The Connecticut Valley Hospital fire department would be eliminated under the budget-balancing plan released by Gov. Dannel P. Malloy Friday. The announcement comes about two months after The Courant reported about the duplication of fire and emergency services between the mental hospital's fire department and Middletown's South Fire District department.
The Malloy plan contains an item headed "Elimination of Connecticut Valley Hospital Fire Department," which says the three full-time CVH fire department positions will be cut. The savings derived from those cuts are listed at $180,802 for the rest of this fiscal year - that is, through June 30, 2012. The savings for the following full fiscal year of 2012-13 would be $247,096, the plan said.
The document included a note of explanation: "The South Fire District currently responds to all fire alarms and medical calls on the CVH campus."
That's what The Courant reported on May 8 in a Government Watch column. The column said that the hospital's largely volunteer fire brigade has been led by three full-time employees who were paid $346,077 in the previous year - $134,441 for Chief David Quinn, $131,268 for Assistant Chief Martin Leachman, and $80,368 for firefighter Joe Fragoso. The pay figures included a total of more than $100,000 worth of overtime paid to the three.

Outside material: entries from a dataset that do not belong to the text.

//! On-disk configuration.
//!
//! The file is TOML. Each `[[entries]]` table is one configuration entry with
//! a `data` section and an optional `options` section; options override data
//! field by field. Everything is merged and validated once, at load time, so
//! an invalid interval or stop never reaches a running poller.

use std::collections::HashSet;
use std::fmt;
use std::net::SocketAddr;
use std::path::{Path, PathBuf};

use serde::{Deserialize, Serialize};

use crate::domain::{
    ActiveWindow, DEFAULT_SCAN_INTERVAL_SECS, InvalidScanInterval, InvalidStopId, InvalidTime,
    InvalidWeekday, ScanInterval, StopConfig, StopId, parse_weekday,
};
use crate::tfl::TflConfig;

/// Default HTTP listen address.
const DEFAULT_BIND: ([u8; 4], u16) = ([127, 0, 0, 1], 3000);

/// Configuration errors. All of them are fatal at startup.
#[derive(Debug, thiserror::Error)]
pub enum ConfigError {
    #[error("failed to read config file {path:?}: {source}")]
    Read {
        path: PathBuf,
        source: std::io::Error,
    },

    #[error("failed to parse config: {0}")]
    Parse(#[from] toml::de::Error),

    #[error("tfl.timeout_secs must be at least 1")]
    ZeroTimeout,

    #[error("entry id must not be empty")]
    EmptyEntryId,

    #[error("duplicate entry id {0:?}")]
    DuplicateEntry(String),

    #[error("entry {entry}: {source}")]
    Interval {
        entry: String,
        source: InvalidScanInterval,
    },

    #[error("entry {entry}: {source}")]
    StopId {
        entry: String,
        source: InvalidStopId,
    },

    #[error("entry {entry}, stop {stop_id}: {source}")]
    Time {
        entry: String,
        stop_id: StopId,
        source: InvalidTime,
    },

    #[error("entry {entry}, stop {stop_id}: start_time and end_time must be given together")]
    IncompleteWindow { entry: String, stop_id: StopId },

    #[error("entry {entry}, stop {stop_id}: {source}")]
    Weekday {
        entry: String,
        stop_id: StopId,
        source: InvalidWeekday,
    },
}

/// Identifier of a configuration entry.
#[derive(Debug, Clone, PartialEq, Eq, Hash, PartialOrd, Ord, Serialize)]
#[serde(transparent)]
pub struct EntryId(String);

impl EntryId {
    pub fn new(id: impl Into<String>) -> Self {
        Self(id.into())
    }

    pub fn as_str(&self) -> &str {
        &self.0
    }
}

impl fmt::Display for EntryId {
    fn fmt(&self, f: &mut fmt::Formatter<'_>) -> fmt::Result {
        f.write_str(&self.0)
    }
}

/// One validated configuration entry: a stop set polled on one interval.
#[derive(Debug, Clone, PartialEq, Eq)]
pub struct EntryConfig {
    pub id: EntryId,
    pub scan_interval: ScanInterval,
    pub stops: Vec<StopConfig>,
}

/// The whole validated configuration.
#[derive(Debug, Clone, PartialEq, Eq)]
pub struct AlertConfig {
    pub tfl: TflConfig,
    pub bind: SocketAddr,
    pub entries: Vec<EntryConfig>,
}

impl AlertConfig {
    /// Load and validate a configuration file.
    pub fn load(path: impl AsRef<Path>) -> Result<Self, ConfigError> {
        let path = path.as_ref();
        let contents = std::fs::read_to_string(path).map_err(|e| ConfigError::Read {
            path: path.to_path_buf(),
            source: e,
        })?;
        Self::from_toml_str(&contents)
    }

    /// Parse and validate configuration from a TOML string.
    pub fn from_toml_str(s: &str) -> Result<Self, ConfigError> {
        let raw: RawConfig = toml::from_str(s)?;
        raw.validate()
    }
}

#[derive(Debug, Default, Deserialize)]
#[serde(deny_unknown_fields)]
struct RawConfig {
    #[serde(default)]
    tfl: TflSection,
    #[serde(default)]
    server: ServerSection,
    #[serde(default)]
    entries: Vec<RawEntry>,
}

#[derive(Debug, Default, Deserialize)]
#[serde(deny_unknown_fields)]
struct TflSection {
    base_url: Option<String>,
    app_key: Option<String>,
    timeout_secs: Option<u64>,
}

#[derive(Debug, Default, Deserialize)]
#[serde(deny_unknown_fields)]
struct ServerSection {
    bind: Option<SocketAddr>,
}

#[derive(Debug, Deserialize)]
#[serde(deny_unknown_fields)]
struct RawEntry {
    id: String,
    #[serde(default)]
    data: EntrySettings,
    #[serde(default)]
    options: EntrySettings,
}

/// The overridable fields of an entry. `None` means "not set here", and so
/// does an empty `stops` list.
#[derive(Debug, Default, Clone, Deserialize)]
#[serde(deny_unknown_fields)]
struct EntrySettings {
    scan_interval: Option<u64>,
    stops: Option<Vec<RawStop>>,
}

impl EntrySettings {
    /// `self` wins wherever it has a value.
    fn over(self, base: EntrySettings) -> EntrySettings {
        EntrySettings {
            scan_interval: self.scan_interval.or(base.scan_interval),
            stops: self.stops.filter(|stops| !stops.is_empty()).or(base.stops),
        }
    }
}

#[derive(Debug, Clone, Deserialize)]
#[serde(deny_unknown_fields)]
struct RawStop {
    stop_id: String,
    name: Option<String>,
    #[serde(default)]
    line_names: LineNames,
    start_time: Option<String>,
    end_time: Option<String>,
    #[serde(default)]
    days: Vec<String>,
}

/// Line names as a list, or as one comma-separated string.
#[derive(Debug, Clone, Deserialize)]
#[serde(untagged)]
enum LineNames {
    List(Vec<String>),
    Csv(String),
}

impl Default for LineNames {
    fn default() -> Self {
        LineNames::List(Vec::new())
    }
}

impl LineNames {
    fn into_vec(self) -> Vec<String> {
        match self {
            LineNames::List(lines) => lines,
            LineNames::Csv(s) => s.split(',').map(|l| l.trim().to_string()).collect(),
        }
    }
}

impl RawConfig {
    fn validate(self) -> Result<AlertConfig, ConfigError> {
        let mut tfl = TflConfig::new();
        if let Some(url) = self.tfl.base_url {
            tfl = tfl.with_base_url(url);
        }
        if let Some(key) = self.tfl.app_key.filter(|k| !k.trim().is_empty()) {
            tfl = tfl.with_app_key(key);
        }
        if let Some(secs) = self.tfl.timeout_secs {
            if secs == 0 {
                return Err(ConfigError::ZeroTimeout);
            }
            tfl = tfl.with_timeout(secs);
        }

        let bind = self.server.bind.unwrap_or_else(|| SocketAddr::from(DEFAULT_BIND));

        let mut seen = HashSet::new();
        let mut entries = Vec::with_capacity(self.entries.len());
        for raw in self.entries {
            let entry = raw.validate()?;
            if !seen.insert(entry.id.clone()) {
                return Err(ConfigError::DuplicateEntry(entry.id.0));
            }
            entries.push(entry);
        }

        Ok(AlertConfig {
            tfl,
            bind,
            entries,
        })
    }
}

impl RawEntry {
    fn validate(self) -> Result<EntryConfig, ConfigError> {
        let id = self.id.trim().to_string();
        if id.is_empty() {
            return Err(ConfigError::EmptyEntryId);
        }

        let merged = self.options.over(self.data);

        let scan_interval =
            ScanInterval::from_secs(merged.scan_interval.unwrap_or(DEFAULT_SCAN_INTERVAL_SECS))
                .map_err(|e| ConfigError::Interval {
                    entry: id.clone(),
                    source: e,
                })?;

        let stops = merged
            .stops
            .unwrap_or_default()
            .into_iter()
            .map(|stop| stop.validate(&id))
            .collect::<Result<Vec<_>, _>>()?;

        Ok(EntryConfig {
            id: EntryId(id),
            scan_interval,
            stops,
        })
    }
}

impl RawStop {
    fn validate(self, entry: &str) -> Result<StopConfig, ConfigError> {
        let stop_id = StopId::parse(&self.stop_id).map_err(|e| ConfigError::StopId {
            entry: entry.to_string(),
            source: e,
        })?;

        let days = self
            .days
            .iter()
            .map(|d| parse_weekday(d))
            .collect::<Result<Vec<_>, _>>()
            .map_err(|e| ConfigError::Weekday {
                entry: entry.to_string(),
                stop_id: stop_id.clone(),
                source: e,
            })?;

        let window = match (self.start_time.as_deref(), self.end_time.as_deref()) {
            (None, None) => None,
            (Some(start), Some(end)) => Some(ActiveWindow::parse(start, end).map_err(|e| {
                ConfigError::Time {
                    entry: entry.to_string(),
                    stop_id: stop_id.clone(),
                    source: e,
                }
            })?),
            _ => {
                return Err(ConfigError::IncompleteWindow {
                    entry: entry.to_string(),
                    stop_id,
                });
            }
        };

        let mut config = StopConfig::new(stop_id)
            .with_lines(self.line_names.into_vec())
            .with_days(days);
        if let Some(name) = self.name {
            config = config.with_name(name);
        }
        if let Some(window) = window {
            config = config.with_window(window);
        }
        Ok(config)
    }
}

The column also reported that the CVH department responded to 72 alarms in 2009 and 62 alarms in 2010 -- "primarily false alarms" such as "patients pulling alarm, staff cooking, popcorn, smell of smoke," officials said.
Meanwhile, the column said, Middletown's South Fire District department, with 33 paid firefighters, responds to all of those same alarms at CVH. Also, over the past five years, the South District has answered about 1,000 medical emergency calls on the psychiatric hospital campus that the CVH brigade doesn't handle for itself.